Mentan Janji Investigasi Penuh Terhadap Penipuan Proyek Fiktif
Mentan pastikan oknum catut Kementan janji – Jakarta – Menteri Pertanian Andi Amran Sulaiman menegaskan bahwa pihak eksternal yang mengatasnamakan Kementerian Pertanian dengan menawarkan proyek palsu kepada kalangan swasta akan mendapat investigasi menyeluruh. “Kami meminta kepolisian menyelidiki hingga ke akar-akarnya, jika ada keterlibatan dari Kementerian Pertanian, aku pastikan akan pecat,” ujarnya pada Selasa di Jakarta.
Dugaan Penipuan dengan Janji Proyek
Amran mengungkap adanya dugaan oknum yang menggunakan nama Kementerian Pertanian untuk meminta uang Rp300 juta dari pihak swasta, dengan iming-iming mendapatkan proyek pertanian pemerintah.
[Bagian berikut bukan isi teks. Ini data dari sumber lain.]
use std::fs;
use std::path::PathBuf;

use crate::bootloader::grub::upsert;
use crate::bootloader::{Bootloader, blob_dir_name, unpack_kernel_files};
use crate::error::{Error, ErrorKind, Result};
use crate::package::{PackageFile, PackageInfo};
use crate::rootfs::{self, TargetDirs};

const DEFAULT_ENV_SIZE: usize = 4096;
const CRC_LEN: usize = 4;

#[derive(Debug, Clone)]
pub struct UBoot {
    dirs: TargetDirs,
}

/// Decoded `uboot.env`: `size` is the full on-disk length including the CRC.
#[derive(Debug, Clone, PartialEq, Eq)]
pub struct Env {
    size: usize,
    vars: Vec<(String, String)>,
}

impl Env {
    pub fn empty(size: usize) -> Self {
        Self {
            size,
            vars: Vec::new(),
        }
    }

    pub fn decode(raw: &[u8]) -> Result<Self> {
        if raw.is_empty() {
            return Ok(Self::empty(DEFAULT_ENV_SIZE));
        }
        if raw.len() <= CRC_LEN {
            return Err(bootvar_err(format!(
                "uboot env too short ({} bytes)",
                raw.len()
            )));
        }
        let (crc, data) = raw.split_at(CRC_LEN);
        let want = u32::from_le_bytes([crc[0], crc[1], crc[2], crc[3]]);
        let got = crc32fast::hash(data);
        if want != got {
            return Err(bootvar_err(format!(
                "uboot env crc mismatch (stored {want:#010x}, computed {got:#010x})"
            )));
        }

        let mut vars = Vec::new();
        for chunk in data.split(|b| *b == 0) {
            if chunk.is_empty() {
                break;
            }
            let entry = std::str::from_utf8(chunk)
                .map_err(|e| bootvar_err(format!("uboot env entry is not utf-8: {e}")))?;
            let Some((k, v)) = entry.split_once('=') else {
                return Err(bootvar_err(format!("malformed uboot env entry '{entry}'")));
            };
            vars.push((k.to_string(), v.to_string()));
        }
        Ok(Self {
            size: raw.len(),
            vars,
        })
    }

    pub fn encode(&self) -> Result<Vec<u8>> {
        let mut data = Vec::with_capacity(self.size);
        for (k, v) in &self.vars {
            data.extend_from_slice(k.as_bytes());
            data.push(b'=');
            data.extend_from_slice(v.as_bytes());
            data.push(0);
        }
        data.push(0);
        let area = self.size.saturating_sub(CRC_LEN);
        if data.len() > area {
            return Err(bootvar_err(format!(
                "uboot env exceeds {area} bytes of data"
            )));
        }
        data.resize(area, 0);

        let mut out = crc32fast::hash(&data).to_le_bytes().to_vec();
        out.extend_from_slice(&data);
        Ok(out)
    }

    pub fn get(&self, name: &str) -> Option<&str> {
        self.vars
            .iter()
            .find(|(k, _)| k == name)
            .map(|(_, v)| v.as_str())
    }

    pub fn set(&mut self, name: &str, value: &str) {
        upsert(&mut self.vars, name, value);
    }
}

fn bootvar_err(msg: String) -> Error {
    Error::new(ErrorKind::BootVar, msg)
}

impl UBoot {
    pub fn new(dirs: TargetDirs) -> Self {
        Self { dirs }
    }

    fn env_file(&self) -> PathBuf {
        self.config_file()
    }

    fn read_env(&self) -> Result<Env> {
        let path = self.env_file();
        match fs::read(&path) {
            Ok(raw) => Env::decode(&raw).map_err(|e| e.context(path.display())),
            Err(e) if e.kind() == std::io::ErrorKind::NotFound => {
                Ok(Env::empty(DEFAULT_ENV_SIZE))
            }
            Err(e) => Err(bootvar_err(format!("cannot read {}: {e}", path.display()))),
        }
    }
}

impl Bootloader for UBoot {
    fn name(&self) -> &'static str {
        "u-boot"
    }

    fn dir(&self) -> PathBuf {
        self.dirs.boot_dir().join("uboot")
    }

    fn config_file(&self) -> PathBuf {
        self.dir().join("uboot.env")
    }

    fn get_boot_var(&self, name: &str) -> Result<String> {
        Ok(self.read_env()?.get(name).unwrap_or_default().to_string())
    }

    fn set_boot_vars(&self, assignments: &[(&str, &str)]) -> Result<()> {
        let mut env = self.read_env()?;
        for (k, v) in assignments {
            if k.is_empty() || k.contains('=') || k.contains('\0') || v.contains('\0') {
                return Err(bootvar_err(format!("invalid uboot variable '{k}'")));
            }
            env.set(k, v);
        }
        let body = env.encode()?;
        rootfs::atomic_write(&self.env_file(), &body)
            .map_err(|e| bootvar_err(e.to_string()))?;
        tracing::debug!(bootloader = "u-boot", vars = assignments.len(), "wrote boot variables");
        Ok(())
    }

    fn extract_kernel_assets(&self, info: &PackageInfo, pkg: &PackageFile) -> Result<()> {
        let dst = self.dir().join(blob_dir_name(pkg)?);
        unpack_kernel_files(pkg, &dst)?;
        tracing::info!(package = %info.name, dst = %dst.display(), "extracted kernel assets");
        Ok(())
    }
}
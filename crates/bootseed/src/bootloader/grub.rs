use std::fs;
use std::path::PathBuf;

use crate::bootloader::{Bootloader, blob_dir_name, unpack_kernel_files};
use crate::error::{Error, ErrorKind, Result};
use crate::package::{PackageFile, PackageInfo};
use crate::rootfs::{self, TargetDirs};

const ENV_HEADER: &str = "# GRUB Environment Block\n";
const ENV_SIZE: usize = 1024;
const FORCE_EXTRACTION: &str = "meta/force-kernel-extraction";

#[derive(Debug, Clone)]
pub struct Grub {
    dirs: TargetDirs,
}

impl Grub {
    pub fn new(dirs: TargetDirs) -> Self {
        Self { dirs }
    }

    fn env_file(&self) -> PathBuf {
        self.dir().join("grubenv")
    }

    fn read_env(&self) -> Result<Vec<(String, String)>> {
        let path = self.env_file();
        let raw = match fs::read(&path) {
            Ok(raw) => raw,
            Err(e) if e.kind() == std::io::ErrorKind::NotFound => return Ok(Vec::new()),
            Err(e) => {
                return Err(Error::new(
                    ErrorKind::BootVar,
                    format!("cannot read {}: {e}", path.display()),
                ));
            }
        };
        let text = String::from_utf8(raw).map_err(|e| {
            Error::new(
                ErrorKind::BootVar,
                format!("{} is not utf-8: {e}", path.display()),
            )
        })?;
        Ok(parse_env(&text))
    }
}

fn parse_env(text: &str) -> Vec<(String, String)> {
    text.lines()
        .filter(|l| !l.starts_with('#'))
        .filter_map(|l| l.split_once('='))
        .map(|(k, v)| (k.to_string(), v.to_string()))
        .collect()
}

fn render_env(vars: &[(String, String)]) -> Result<Vec<u8>> {
    let mut out = String::from(ENV_HEADER);
    for (k, v) in vars {
        out.push_str(k);
        out.push('=');
        out.push_str(v);
        out.push('\n');
    }
    if out.len() > ENV_SIZE {
        return Err(Error::new(
            ErrorKind::BootVar,
            format!("grub environment exceeds {ENV_SIZE} bytes"),
        ));
    }
    let mut body = out.into_bytes();
    body.resize(ENV_SIZE, b'#');
    Ok(body)
}

pub(crate) fn upsert(vars: &mut Vec<(String, String)>, name: &str, value: &str) {
    match vars.iter_mut().find(|(k, _)| k == name) {
        Some((_, v)) => *v = value.to_string(),
        None => vars.push((name.to_string(), value.to_string())),
    }
}

impl Bootloader for Grub {
    fn name(&self) -> &'static str {
        "grub"
    }

    fn dir(&self) -> PathBuf {
        self.dirs.boot_dir().join("grub")
    }

    fn config_file(&self) -> PathBuf {
        self.dir().join("grub.cfg")
    }

    fn get_boot_var(&self, name: &str) -> Result<String> {
        Ok(self
            .read_env()?
            .into_iter()
            .find(|(k, _)| k == name)
            .map(|(_, v)| v)
            .unwrap_or_default())
    }

    fn set_boot_vars(&self, assignments: &[(&str, &str)]) -> Result<()> {
        let mut vars = self.read_env()?;
        for (k, v) in assignments {
            if k.is_empty() || k.contains('=') || k.contains('\n') || v.contains('\n') {
                return Err(Error::new(
                    ErrorKind::BootVar,
                    format!("invalid grub variable '{k}'"),
                ));
            }
            upsert(&mut vars, k, v);
        }
        let body = render_env(&vars)?;
        rootfs::atomic_write(&self.env_file(), &body)
            .map_err(|e| Error::new(ErrorKind::BootVar, e.to_string()))?;
        tracing::debug!(bootloader = "grub", vars = assignments.len(), "wrote boot variables");
        Ok(())
    }

    // GRUB loop-mounts the kernel package itself; nothing to extract by default.
    fn extract_kernel_assets(&self, info: &PackageInfo, pkg: &PackageFile) -> Result<()> {
        if !pkg.contains(FORCE_EXTRACTION) {
            return Ok(());
        }
        let dst = self.dir().join(blob_dir_name(pkg)?);
        unpack_kernel_files(pkg, &dst)?;
        tracing::info!(package = %info.name, dst = %dst.display(), "extracted kernel assets");
        Ok(())
    }
}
Menurutnya, kasus ini dikategorikan sebagai praktik mafia berkedok kementerian, yang memanfaatkan reputasi lembaga pemerintah untuk menipu calon korban.
“Apakah ini juga termasuk mafia? Karena dia mengatasnamakan Kementerian Pertanian meminta uang pada orang yang ditemukan satu orang Rp300 juta,” tambahnya.
Dalam kasus ini, Amran menyebut penerima dana berinisial H, sementara pihak yang memberikan uang berinisial R setelah dijanjikan proyek dari kementerian. Modus pelaku, menurutnya, adalah mengaku memiliki jaringan kuat di lingkungan pertanian agar calon korban percaya bisa memenangkan proyek tertentu.
Kasus Serupa Sebelumnya
Kasus serupa, kata Amran, pernah terjadi sebelumnya dengan nilai hingga Rp27 miliar. Ia juga mengungkap bahwa saat menjabat sebagai menteri, ditemukan pengambilan uang Rp350 juta dan Rp150 juta yang berujung pada pemecatan pegawai internal kementerian.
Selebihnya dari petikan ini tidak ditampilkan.